The silence that followed felt vast.
I could feel the tonic working at the edges of my consciousness. This dream was getting less solid. The torchlight was starting to blur at the periphery. I was running out of time in this place.
"Tell me I’m wrong," I said.
My mother did not tell me I was wrong.
"She’s already gone, Mom."
The words came out quietly. I had not planned them. They arrived already finished.

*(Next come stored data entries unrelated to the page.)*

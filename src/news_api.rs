use std::time::Duration;

use reqwest::{Client, Url};
use serde::de::DeserializeOwned;
use serde::Deserialize;
use tracing::{debug, info};

use crate::config::NewsApiConfig;
use crate::dto::{ArticleDto, SourceDto};
use crate::error::NewsApiError;

/// `GET /top-headlines` response body.
#[derive(Debug, Deserialize)]
#[serde(rename_all = "camelCase")]
pub struct NewsResponse {
    pub status: String,
    #[serde(default)]
    pub total_results: i64,
    #[serde(default)]
    pub articles: Vec<ArticleDto>,
}

/// `GET /top-headlines/sources` response body.
#[derive(Debug, Deserialize)]
pub struct SourcesResponse {
    pub status: String,
    #[serde(default)]
    pub sources: Vec<SourceDto>,
}

#[derive(Debug, Deserialize)]
struct ApiErrorBody {
    #[serde(default)]
    code: String,
    #[serde(default)]
    message: String,
}

pub struct NewsApiClient {
    client: Client,
    base_url: String,
    api_key: String,
    country: String,
    page_size: u32,
}

impl NewsApiClient {
    pub fn new(config: &NewsApiConfig) -> Result<Self, NewsApiError> {
        let client = Client::builder()
            .timeout(Duration::from_secs(config.timeout_secs))
            .user_agent(config.user_agent.as_str())
            .build()?;

        Ok(Self {
            client,
            base_url: config.base_url.trim_end_matches('/').to_string(),
            api_key: config.api_key.clone(),
            country: config.country.clone(),
            page_size: config.page_size,
        })
    }

    fn endpoint(&self, path: &str, params: &[(&str, &str)]) -> Result<Url, NewsApiError> {
        let mut url = Url::parse(&format!("{}/{}", self.base_url, path))?;
        if !params.is_empty() {
            url.query_pairs_mut().extend_pairs(params);
        }
        Ok(url)
    }

    pub async fn fetch_sources(&self) -> Result<Vec<SourceDto>, NewsApiError> {
        let url = self.endpoint("top-headlines/sources", &[])?;
        let response: SourcesResponse = self.get_json(url).await?;

        info!("News API returned {} sources", response.sources.len());
        Ok(response.sources)
    }

    pub async fn fetch_top_headlines(&self, category: &str) -> Result<Vec<ArticleDto>, NewsApiError> {
        let page_size = self.page_size.to_string();
        let url = self.endpoint(
            "top-headlines",
            &[
                ("country", self.country.as_str()),
                ("category", category),
                ("pageSize", page_size.as_str()),
            ],
        )?;
        let response: NewsResponse = self.get_json(url).await?;

        info!(
            "News API returned {} of {} articles for category '{}'",
            response.articles.len(),
            response.total_results,
            category
        );
        Ok(response.articles)
    }

    async fn get_json<T: DeserializeOwned>(&self, url: Url) -> Result<T, NewsApiError> {
        debug!("GET {}", url);

        let response = self
            .client
            .get(url)
            .header("X-Api-Key", &self.api_key)
            .send()
            .await?;
        let status = response.status();
        let body = response.bytes().await?;

        // Error bodies look like {"status":"error","code":"...","message":"..."}
        if let Ok(error) = serde_json::from_slice::<serde_json::Value>(&body) {
            if error.get("status").and_then(|s| s.as_str()) == Some("error") {
                let error: ApiErrorBody = serde_json::from_value(error)?;
                return Err(NewsApiError::Api {
                    code: error.code,
                    message: error.message,
                });
            }
        }

        if !status.is_success() {
            return Err(NewsApiError::Status {
                status,
                body: String::from_utf8_lossy(&body).into_owned(),
            });
        }

        Ok(serde_json::from_slice(&body)?)
    }
}

#[cfg(test)]
mod tests {
    use super::*;
    use wiremock::matchers::{header, method, path, query_param};
    use wiremock::{Mock, MockServer, ResponseTemplate};

    fn test_config(base_url: &str) -> NewsApiConfig {
        NewsApiConfig {
            base_url: base_url.to_string(),
            api_key: "test-key".to_string(),
            country: "us".to_string(),
            page_size: 20,
            ..Default::default()
        }
    }

    #[tokio::test]
    async fn test_fetch_sources() {
        let server = MockServer::start().await;
        Mock::given(method("GET"))
            .and(path("/top-headlines/sources"))
            .and(header("X-Api-Key", "test-key"))
            .respond_with(ResponseTemplate::new(200).set_body_string(
                r#"{"status":"ok","sources":[
                    {"id":"abc-news","name":"ABC News","description":"Top stories","url":"https://abcnews.go.com","category":"general","language":"en","country":"us"},
                    {"id":"bbc-news","name":"BBC News","description":null,"url":"https://www.bbc.co.uk/news","category":"general","language":"en","country":"gb"}
                ]}"#,
            ))
            .expect(1)
            .mount(&server)
            .await;

        let client = NewsApiClient::new(&test_config(&server.uri())).unwrap();
        let sources = client.fetch_sources().await.unwrap();

        assert_eq!(sources.len(), 2);
        assert_eq!(sources[0].id.as_deref(), Some("abc-news"));
        assert_eq!(sources[1].name, "BBC News");
        assert!(sources[1].description.is_none());
    }

    #[tokio::test]
    async fn test_fetch_top_headlines_sends_query() {
        let server = MockServer::start().await;
        Mock::given(method("GET"))
            .and(path("/top-headlines"))
            .and(query_param("country", "us"))
            .and(query_param("category", "science"))
            .and(query_param("pageSize", "20"))
            .respond_with(ResponseTemplate::new(200).set_body_string(
                r#"{"status":"ok","totalResults":1,"articles":[
                    {"source":{"id":null,"name":"Space.com"},"author":"Jane","title":"Comet spotted","description":"Bright","url":"https://space.com/comet","urlToImage":null,"publishedAt":"2024-12-09T10:00:00Z","content":"..."}
                ]}"#,
            ))
            .mount(&server)
            .await;

        let client = NewsApiClient::new(&test_config(&server.uri())).unwrap();
        let articles = client.fetch_top_headlines("science").await.unwrap();

        assert_eq!(articles.len(), 1);
        assert_eq!(articles[0].source_name(), "Space.com");
        assert_eq!(articles[0].url.as_deref(), Some("https://space.com/comet"));
    }

    #[tokio::test]
    async fn test_api_error_body() {
        let server = MockServer::start().await;
        Mock::given(method("GET"))
            .respond_with(ResponseTemplate::new(401).set_body_string(
                r#"{"status":"error","code":"apiKeyInvalid","message":"Your API key is invalid."}"#,
            ))
            .mount(&server)
            .await;

        let client = NewsApiClient::new(&test_config(&server.uri())).unwrap();
        let err = client.fetch_sources().await.unwrap_err();

        match err {
            NewsApiError::Api { code, message } => {
                assert_eq!(code, "apiKeyInvalid");
                assert_eq!(message, "Your API key is invalid.");
            }
            other => panic!("unexpected error: {other:?}"),
        }
    }

    #[tokio::test]
    async fn test_http_status_without_api_body() {
        let server = MockServer::start().await;
        Mock::given(method("GET"))
            .respond_with(ResponseTemplate::new(503).set_body_string("unavailable"))
            .mount(&server)
            .await;

        let client = NewsApiClient::new(&test_config(&server.uri())).unwrap();
        let err = client.fetch_top_headlines("general").await.unwrap_err();

        match err {
            NewsApiError::Status { status, body } => {
                assert_eq!(status.as_u16(), 503);
                assert_eq!(body, "unavailable");
            }
            other => panic!("unexpected error: {other:?}"),
        }
    }

    #[tokio::test]
    async fn test_malformed_json() {
        let server = MockServer::start().await;
        Mock::given(method("GET"))
            .respond_with(ResponseTemplate::new(200).set_body_string("<html>not json</html>"))
            .mount(&server)
            .await;

        let client = NewsApiClient::new(&test_config(&server.uri())).unwrap();
        let err = client.fetch_sources().await.unwrap_err();

        assert!(matches!(err, NewsApiError::Decode(_)));
    }

    #[tokio::test]
    async fn test_invalid_base_url() {
        let client = NewsApiClient::new(&test_config("not a url")).unwrap();
        let err = client.fetch_sources().await.unwrap_err();

        assert!(matches!(err, NewsApiError::Url(_)));
    }

    #[tokio::test]
    async fn test_connection_refused() {
        // Nothing listens on port 9 locally
        let client = NewsApiClient::new(&test_config("http://127.0.0.1:9")).unwrap();
        let err = client.fetch_sources().await.unwrap_err();

        assert!(matches!(err, NewsApiError::Http(_)));
    }

    #[test]
    fn test_trailing_slash_in_base_url() {
        let client = NewsApiClient::new(&test_config("https://newsapi.org/v2/")).unwrap();
        let url = client.endpoint("top-headlines", &[("category", "sports")]).unwrap();
        assert_eq!(url.as_str(), "https://newsapi.org/v2/top-headlines?category=sports");
    }
}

"Athena... Whatever happened to her, it already happened. I’m standing here. Which means you made it out. The future is not set in stone. Maybe your vision does happen. Maybe it doesn’t. Maybe she runs too. Maybe she is found, or something shifts. But look at her, she’s already gone from this place. I know it. You know it too."
My mother’s breath came out unsteady. She pressed her lips together. The grief on her face was real and I hated being the one to put it there but I had run out of time for doing this gently.
"She doesn’t know that," my mother said quietly.
"No," I agreed. "She doesn’t."
We looked at each other.
I was fading. I could feel it. The stone under my feet was going less solid. The edges of the room were softening into something less defined.
"I don’t know how to make her hear me," I said. "But you do. You’ve been reaching her your whole life." I held my mother’s gaze. "Tell her. Tell her you make it. Tell her it’s done. Tell her she is allowed to go."
My mother looked at Athena against the wall. Long and searching, the look of someone reading a page they have read so many times the words have stopped being words and become something else, texture and weight and the smell of a specific kind of paper.
Then she walked into the room.
She crossed to the wall. She crouched down the way I had. She reached out and placed her hand over Athena’s, and this time there was no membrane, no resistance. Her hand covered her mother’s completely.